U.S. immigration raids in Minnesota drive patients to underground care

MINNEAPOLIS, MINNESOTA — United States Immigration and Customs Enforcement (ICE) raids in Minnesota have pushed many immigrant families to avoid hospitals and clinics, forcing health workers to quietly organize informal home-based care networks as appointment cancellations and no-show rates surge across local health systems.
According to a report from MinnPost, the human toll is reflected in the story of Gabi, a 2-year-old U.S.-born child with a rare genetic condition that makes her bones brittle. Her surgery, which doctors hoped would help her walk someday, was canceled after her family feared leaving home during federal immigration operations.
“I want more than anything for my baby to walk,” her mother said in Spanish. “But with the situation that’s happening, I canceled the surgery and all the physical therapy appointments… Because I’m afraid to leave.”

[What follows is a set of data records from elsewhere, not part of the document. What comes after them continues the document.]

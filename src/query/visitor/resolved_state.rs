//! ResolvedStateVisitor - 检查树中是否还有未解析的节点
//!
//! 解析器完成后用它确认每个符号都绑定了元数据，每个函数都有类型。

use crate::core::types::expression::{
    AggregateSymbol, ElementSymbol, Function, GroupSymbol, LanguageObjectRef, LanguageVisitor,
    MultipleElementSymbol, PreOrderNavigator, Reference, Typed,
};

#[derive(Debug, Default)]
pub struct ResolvedStateVisitor {
    unresolved: Vec<String>,
    /// 为 false 时遇到第一个未解析节点即停止
    collect_all: bool,
}

impl ResolvedStateVisitor {
    pub fn new() -> Self {
        Self::default()
    }

    pub fn collecting_all() -> Self {
        Self {
            unresolved: Vec::new(),
            collect_all: true,
        }
    }

    /// 未解析节点的描述
    pub fn unresolved(&self) -> &[String] {
        &self.unresolved
    }

    /// 整棵树（包括子查询）是否都已解析
    pub fn is_resolved<'a>(object: impl Into<LanguageObjectRef<'a>>) -> bool {
        let mut visitor = ResolvedStateVisitor::new();
        PreOrderNavigator::do_visit_deep(object, &mut visitor);
        visitor.unresolved.is_empty()
    }

    /// 列出所有未解析节点
    pub fn find_unresolved<'a>(object: impl Into<LanguageObjectRef<'a>>) -> Vec<String> {
        let mut visitor = ResolvedStateVisitor::collecting_all();
        PreOrderNavigator::do_visit_deep(object, &mut visitor);
        visitor.unresolved
    }

    fn record(&mut self, kind: &str, name: &str) {
        log::trace!("未解析的{}: {}", kind, name);
        self.unresolved.push(format!("{} {}", kind, name));
    }
}

impl LanguageVisitor for ResolvedStateVisitor {
    fn visit_element_symbol(&mut self, obj: &ElementSymbol) {
        if !Typed::is_resolved(obj) {
            self.record("element", &obj.name());
        }
    }

    fn visit_group_symbol(&mut self, obj: &GroupSymbol) {
        if !obj.is_resolved() {
            self.record("group", obj.name());
        }
    }

    fn visit_reference(&mut self, obj: &Reference) {
        if !Typed::is_resolved(obj) {
            let index = obj.index().map_or_else(|| "?".to_string(), |i| i.to_string());
            self.record("reference", &index);
        }
    }

    fn visit_function(&mut self, obj: &Function) {
        // 参数由导航器单独检查
        if obj.data_type().is_none() || obj.descriptor().is_none() {
            self.record("function", obj.name());
        }
    }

    fn visit_aggregate_symbol(&mut self, obj: &AggregateSymbol) {
        if obj.data_type().is_none() {
            self.record("aggregate", obj.name());
        }
    }

    fn visit_multiple_element_symbol(&mut self, obj: &MultipleElementSymbol) {
        if !obj.is_resolved() {
            self.record("multiple element", &obj.name());
        }
    }

    fn should_continue(&self) -> bool {
        self.collect_all || self.unresolved.is_empty()
    }
}
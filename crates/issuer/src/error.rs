use axum::{
    http::StatusCode,
    response::{IntoResponse, Response},
    Json,
};
use coupon_sdk::SdkError;
use serde_json::json;
use thiserror::Error;

pub type Result<T> = std::result::Result<T, IssuerError>;

#[derive(Error, Debug)]
pub enum IssuerError {
    #[error("Key load failure: {0}")]
    KeyLoadFailure(String),

    #[error("Failed to load allowlist {path}: {reason}")]
    AllowlistLoad { path: String, reason: String },

    #[error("Malformed input: {0}")]
    MalformedInput(String),

    #[error("Not found: {0}")]
    NotFound(String),

    #[error("Integrity check failed: {0}")]
    Integrity(String),

    #[error("I/O error: {0}")]
    Io(#[from] std::io::Error),

    #[error("Internal error: {0}")]
    Internal(String),
}

impl From<SdkError> for IssuerError {
    fn from(e: SdkError) -> Self {
        match e {
            SdkError::KeyLoadFailure(msg) => IssuerError::KeyLoadFailure(msg),
            SdkError::MalformedInput(msg) => IssuerError::MalformedInput(msg),
            SdkError::IntegrityMismatch { .. } => IssuerError::Integrity(e.to_string()),
            other => IssuerError::Internal(other.to_string()),
        }
    }
}

impl IntoResponse for IssuerError {
    fn into_response(self) -> Response {
        let status = match &self {
            IssuerError::MalformedInput(_) => StatusCode::BAD_REQUEST,
            IssuerError::NotFound(_) => StatusCode::NOT_FOUND,
            IssuerError::KeyLoadFailure(_)
            | IssuerError::AllowlistLoad { .. }
            | IssuerError::Integrity(_)
            | IssuerError::Io(_)
            | IssuerError::Internal(_) => StatusCode::INTERNAL_SERVER_ERROR,
        };

        let body = Json(json!({
            "success": false,
            "error": self.to_string(),
        }));

        (status, body).into_response()
    }
}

How U.S. immigration crackdowns impact medical care
Healthcare providers across Minnesota say the situation has had measurable operational consequences. Some medical systems have reported appointment cancellations and no-show rates reaching 60% since December, leaving clinicians struggling to reach vulnerable patients who now avoid hospitals.
At the same time, doctors, nurses, and community volunteers have quietly begun providing care outside traditional medical settings.
“I used to look somebody in the eyes and say, with good faith, ‘You will be fine at the hospital,’” said Emily Carroll, a nurse practitioner at HealthFinders Collaborative in Faribault. “But now, I can’t make that guarantee.”
As immigration enforcement operations became more aggressive, healthcare workers reported that some agents established posts at hospital parking areas, which made it more difficult for patients who already feared arrest or deportation to access medical care.
Building shadow healthcare networks for vulnerable patients
To solve this problem, health workers are building informal care networks that provide care at homes and around community spaces. These parallel systems rely on volunteer coordination, discreet outreach, and trusted local contacts to connect patients with medications, follow-ups, and basic clinical services.
Minnesota Democratic state Senator Alice Mann, a physician, said the experience offers a warning for other communities facing similar pressures.
“I know it sounds crazy,” she said, but healthcare providers “need to start an underground network of how to get people care in their homes. Because letting people die at home or come close to death because they are terrified to go into the hospital, in 2026, is outrageous.”
What Minnesota’s crisis means for global health systems
For hospitals and healthcare operators, the Minnesota experience highlights how facility-centric care models can quickly break down when communities feel unsafe accessing traditional care settings.
The disruption shows the need to build a system that provides distributed and remote-first medical services that can continue to operate during times of social and political unrest.
Health systems now use centralized telehealth systems with multilingual nurse helplines and contracted patient support services to connect with patients who need care outside medical facilities. The models enable healthcare providers to keep track of their high-risk patients while they manage their treatment needs and operational activities.
Health systems could also design an “above-ground” version of Minnesota’s informal care networks through structured programs such as offshore nurse triage lines, centralized telehealth hubs, outsourced patient outreach teams, and social determinants of health (SDOH) logistics support.
Providers can use digital care operations with analytics that track no-shows, missed treatments, and high-risk patients to discover care gaps that they can resolve before patients leave their treatment.
For healthcare leaders, Minnesota’s experience serves as both a warning and a blueprint: when trust in physical healthcare spaces erodes, resilient systems must be able to reach patients wherever they are.